▶ _TASK ITEM_
Look below for the line containing "value_parser = parse_duration)]"; from there, print each line exactly up to and including the line containing "Supports any duration", and stop.

▶ _STORED DATA_
□ □ □ □
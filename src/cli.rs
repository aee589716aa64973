//! Command-line interface for papaya-voice
//!
//! Provides argument parsing using clap derive macros.

use clap::{Parser, Subcommand};
use std::path::PathBuf;
use std::time::Duration;

/// Realtime voice support chat for Papaya Stickers
#[derive(Parser, Debug)]
#[command(
    name = "papaya-voice",
    version,
    about = "Realtime voice support chat for Papaya Stickers"
)]
pub struct Cli {
    /// Subcommand to execute (default: talk)
    #[command(subcommand)]
    pub command: Option<Commands>,

    /// Path to configuration file
    #[arg(long, global = true, value_name = "PATH")]
    pub config: Option<PathBuf>,

    /// Suppress status output
    #[arg(short, long, global = true)]
    pub quiet: bool,

    /// Verbose output (-v: debug logs, -vv: trace logs)
    #[arg(short, long, global = true, action = clap::ArgAction::Count)]
    pub verbose: u8,

    #[command(flatten)]
    pub talk: TalkArgs,
}

/// Options for a voice session
#[derive(clap::Args, Debug, Clone, Default)]
pub struct TalkArgs {
    /// Microphone device name
    #[arg(long, value_name = "DEVICE")]
    pub device: Option<String>,

    /// Output device name
    #[arg(long, value_name = "DEVICE")]
    pub output_device: Option<String>,

    /// Prebuilt voice the model answers with (e.g. Zephyr, Puck, Kore)
    #[arg(long, value_name = "VOICE")]
    pub voice: Option<String>,

    /// Live model name
    #[arg(long, value_name = "MODEL")]
    pub model: Option<String>,

    /// End the session after this long. Examples: 90s, 5m, 1h30m
    #[arg(long, value_name = "DURATION", value_parser = parse_duration)]
    pub max_duration: Option<Duration>,
}

/// Parse a duration string.
///
/// Supports any duration format accepted by `humantime`: bare numbers (seconds),
/// single-unit (`30s`, `5m`, `2h`), and compound (`1h30m`, `2m30s`).
fn parse_duration(s: &str) -> Result<Duration, String> {
    let s = s.trim();
    if let Ok(secs) = s.parse::<u64>() {
        return Ok(Duration::from_secs(secs));
    }
    humantime::parse_duration(s).map_err(|e| e.to_string())
}

/// Available commands
#[derive(Subcommand, Debug)]
pub enum Commands {
    /// Talk to the support bot (default)
    Talk {
        #[command(flatten)]
        args: TalkArgs,
    },

    /// List available audio input and output devices
    Devices,

    /// View configuration
    Config {
        #[command(subcommand)]
        action: ConfigAction,
    },
}

#[derive(Subcommand, Debug)]
pub enum ConfigAction {
    /// Print the effective configuration (API key masked)
    Show,

    /// Print the configuration file path
    Path,
}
□ □ □ □
▶ _TASK OUTPUT_
    #[arg(long, value_name = "DURATION", value_parser = parse_duration)]
    pub max_duration: Option<Duration>,
}

/// Parse a duration string.
///
/// Supports any duration format accepted by `humantime`: bare numbers (seconds),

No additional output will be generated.